Aisya tersenyum. Itu artinya dia bisa beraksi besok.

Tiba-tiba suara bel berbunyi, ada seseorang sedang bertamu. Syarif pun beranjak untuk membuka pintu, dan setelah sampai di pintu dan membukanya, dia melihat perempuan cantik tersenyum sumringah kearahnya.

"Assalamualaikum, siang Pak Syarif." Ucap perempuan itu.

"Waalaikumsalam, Dokter Warna. Ada yang bisa dibantu?" Tanya Syarif setelah melihat siapa tamunya.

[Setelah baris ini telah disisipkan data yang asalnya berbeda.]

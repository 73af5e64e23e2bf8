//! stepsync CLI
//!
//! Command-line tools for stepsync step logs.
//!
//! # Commands
//!
//! - `simulate` - Run concurrent editing sessions against an in-process server
//! - `dump` - Print a document's step log
//! - `reset` - Reset a document to version 0
//! - `version` - Show version information

mod commands;

use clap::{Parser, Subcommand};
use std::path::PathBuf;
use tracing_subscriber::EnvFilter;

/// stepsync command-line tools.
#[derive(Parser)]
#[command(name = "stepsync")]
#[command(author, version, about, long_about = None)]
struct Cli {
    /// Path to the step store directory
    #[arg(global = true, short, long)]
    path: Option<PathBuf>,

    /// Enable verbose output
    #[arg(global = true, short, long)]
    verbose: bool,

    #[command(subcommand)]
    command: Commands,
}

#[derive(Subcommand)]
enum Commands {
    /// Run editing sessions against an in-process server and check convergence
    Simulate {
        /// Number of concurrent sessions
        #[arg(short, long, default_value = "3")]
        sessions: usize,

        /// Total number of local edits across all sessions
        #[arg(short, long, default_value = "60")]
        edits: usize,

        /// Seed for the random schedule
        #[arg(long)]
        seed: Option<u64>,

        /// Drive sessions with background schedulers instead of explicit cycles
        #[arg(short, long)]
        background: bool,

        /// Document id to edit
        #[arg(short, long, default_value = "sim")]
        doc: String,

        /// Output format (text, json)
        #[arg(short, long, default_value = "text")]
        format: String,
    },

    /// Print a document's step log, or list documents if no id is given
    Dump {
        /// Document id
        doc: Option<String>,

        /// First version to print
        #[arg(short, long, default_value = "0")]
        since: u64,

        /// Output format (text, json)
        #[arg(short, long, default_value = "text")]
        format: String,
    },

    /// Reset a document to an empty log at version 0
    Reset {
        /// Document id
        doc: String,
    },

    /// Show version information
    Version,
}

fn main() -> Result<(), Box<dyn std::error::Error>> {
    let cli = Cli::parse();

    // Initialize logging
    let filter = if cli.verbose {
        EnvFilter::new("debug")
    } else {
        EnvFilter::new("info")
    };
    tracing_subscriber::fmt().with_env_filter(filter).init();

    match cli.command {
        Commands::Simulate {
            sessions,
            edits,
            seed,
            background,
            doc,
            format,
        } => {
            let options = commands::simulate::SimulateOptions {
                sessions,
                edits,
                seed: seed.unwrap_or_else(rand::random),
                background,
                doc,
            };
            commands::simulate::run(cli.path.as_deref(), &options, &format)?;
        }
        Commands::Dump { doc, since, format } => {
            let path = cli.path.ok_or("Store path required for dump")?;
            commands::dump::run(&path, doc.as_deref(), since, &format)?;
        }
        Commands::Reset { doc } => {
            let path = cli.path.ok_or("Store path required for reset")?;
            commands::reset::run(&path, &doc)?;
        }
        Commands::Version => {
            println!("stepsync CLI v{}", env!("CARGO_PKG_VERSION"));
            println!("Endpoints: /collab/{{docId}}/steps, /collab/{{docId}}/reset");
        }
    }

    Ok(())
}
//! A plain-text OT engine for tests.
//!
//! Documents are `String`s and steps are character-indexed inserts and
//! deletes. Positions are clamped on apply, so every step applies to every
//! document; this keeps randomized tests from tripping over their own
//! generators.

use serde::{Deserialize, Serialize};
use stepsync_protocol::{Step, StepTransform, TransformError};

/// A plain-text edit.
#[derive(Debug, Clone, PartialEq, Eq, Serialize, Deserialize)]
#[serde(tag = "op", rename_all = "camelCase")]
pub enum TextStep {
    /// Inserts `text` before character `pos`.
    Insert {
        /// Character offset.
        pos: usize,
        /// Inserted text.
        text: String,
    },
    /// Removes `len` characters starting at `pos`.
    Delete {
        /// Character offset.
        pos: usize,
        /// Number of characters.
        len: usize,
    },
}

impl TextStep {
    /// Encodes this edit as a protocol step.
    pub fn to_step(&self) -> Step {
        match Step::from_payload(self) {
            Ok(step) => step,
            Err(_) => unreachable!("text steps always serialize"),
        }
    }

    /// Decodes a protocol step.
    pub fn from_step(step: &Step) -> Result<Self, TransformError> {
        step.to_payload()
            .map_err(|e| TransformError::new(format!("not a text step: {e}")))
    }
}

/// [`StepTransform`] over plain text.
#[derive(Debug, Clone, Copy, Default)]
pub struct PlainText;

impl PlainText {
    /// Builds an insert step.
    pub fn insert(pos: usize, text: impl Into<String>) -> Step {
        TextStep::Insert {
            pos,
            text: text.into(),
        }
        .to_step()
    }

    /// Builds a delete step.
    pub fn delete(pos: usize, len: usize) -> Step {
        TextStep::Delete { pos, len }.to_step()
    }
}

fn byte_offset(doc: &str, pos: usize) -> usize {
    doc.char_indices().nth(pos).map_or(doc.len(), |(i, _)| i)
}

/// Characters of the range `[start, start + len)` that lie before `pos`.
fn removed_before(pos: usize, start: usize, len: usize) -> usize {
    pos.saturating_sub(start).min(len)
}

impl StepTransform for PlainText {
    type Doc = String;

    fn apply(&self, doc: &String, step: &Step) -> Result<String, TransformError> {
        let mut out = doc.clone();
        match TextStep::from_step(step)? {
            TextStep::Insert { pos, text } => {
                out.insert_str(byte_offset(doc, pos), &text);
            }
            TextStep::Delete { pos, len } => {
                let start = byte_offset(doc, pos);
                let end = byte_offset(doc, pos.saturating_add(len));
                out.replace_range(start..end, "");
            }
        }
        Ok(out)
    }

    fn transform(&self, step: &Step, against: &Step) -> Result<Step, TransformError> {
        let mine = TextStep::from_step(step)?;
        let theirs = TextStep::from_step(against)?;

        let rebased = match (mine, theirs) {
            (
                TextStep::Insert { pos, text },
                TextStep::Insert {
                    pos: other_pos,
                    text: other_text,
                },
            ) => {
                // Same position: the lexically smaller text goes first.
                let shift = other_pos < pos || (other_pos == pos && other_text <= text);
                let pos = if shift {
                    pos.saturating_add(other_text.chars().count())
                } else {
                    pos
                };
                TextStep::Insert { pos, text }
            }
            (TextStep::Insert { pos, text }, TextStep::Delete { pos: start, len }) => {
                if start < pos && pos < start.saturating_add(len) {
                    // Inserted strictly inside a deleted range: the delete wins.
                    TextStep::Insert {
                        pos: start,
                        text: String::new(),
                    }
                } else {
                    TextStep::Insert {
                        pos: pos - removed_before(pos, start, len),
                        text,
                    }
                }
            }
            (TextStep::Delete { pos, len }, TextStep::Insert { pos: at, text }) => {
                let inserted = text.chars().count();
                if at <= pos {
                    TextStep::Delete {
                        pos: pos.saturating_add(inserted),
                        len,
                    }
                } else if at < pos.saturating_add(len) {
                    TextStep::Delete {
                        pos,
                        len: len.saturating_add(inserted),
                    }
                } else {
                    TextStep::Delete { pos, len }
                }
            }
            (TextStep::Delete { pos, len }, TextStep::Delete { pos: start, len: other }) => {
                let end = pos.saturating_add(len);
                let new_start = pos - removed_before(pos, start, other);
                let new_end = end - removed_before(end, start, other);
                TextStep::Delete {
                    pos: new_start,
                    len: new_end - new_start,
                }
            }
        };
        Ok(rebased.to_step())
    }
}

"Mmm, begini, saya kesini cuma mau ngasih makanan, ini udah jam makan siang, tadi kebetulan lewat dan kepikiran Aisya. Gak mungkin ada yang masak dirumah kan. Jadi, ini makanan untuk kalian." Ucap Warna sembari menyodorkan dua kotak makanan.

"Tapi barusan kita sudah makan, Dok." Jawab Syarif.

"Oh gitu, terus gimana ini ya.. udah terlanjur saya beliin juga." Ucap Warna yang dari tadi wajahnya terlihat grogi.

"Yasudah kita makan bareng aja Dok, mari kedalam," ucap seseorang dari samping Syarif. "Kak gimana sih ada Dokter Warna kok gak dipersilahkan masuk." Aisya sudah membawa perempuan itu masuk kedalam rumah.

Syarif mengernyitkan alisnya untuk kesekian kali melihat sikap Warna. Ada yang aneh. Memang Warna pernah bilang bahwa mereka pernah berteman waktu SMP, tapi kenapa rasanya sekarang dia sengaja masuk terlalu jauh, jika dikata hanya seorang dokter yang merawat Aisya. Toh, Aisya sudah sembuh, dan hanya perlu check up seminggu sekali.

***

Hae gaeeees.
AiSyarif hadir juga loooh.
Kok aku ngerasa peminat mereka mulai berkurang ya? Kenapa ya? Padahal aku nunggu votenya 100+ untuk update, eh gak sampek segitu ternyata udah update wkwk.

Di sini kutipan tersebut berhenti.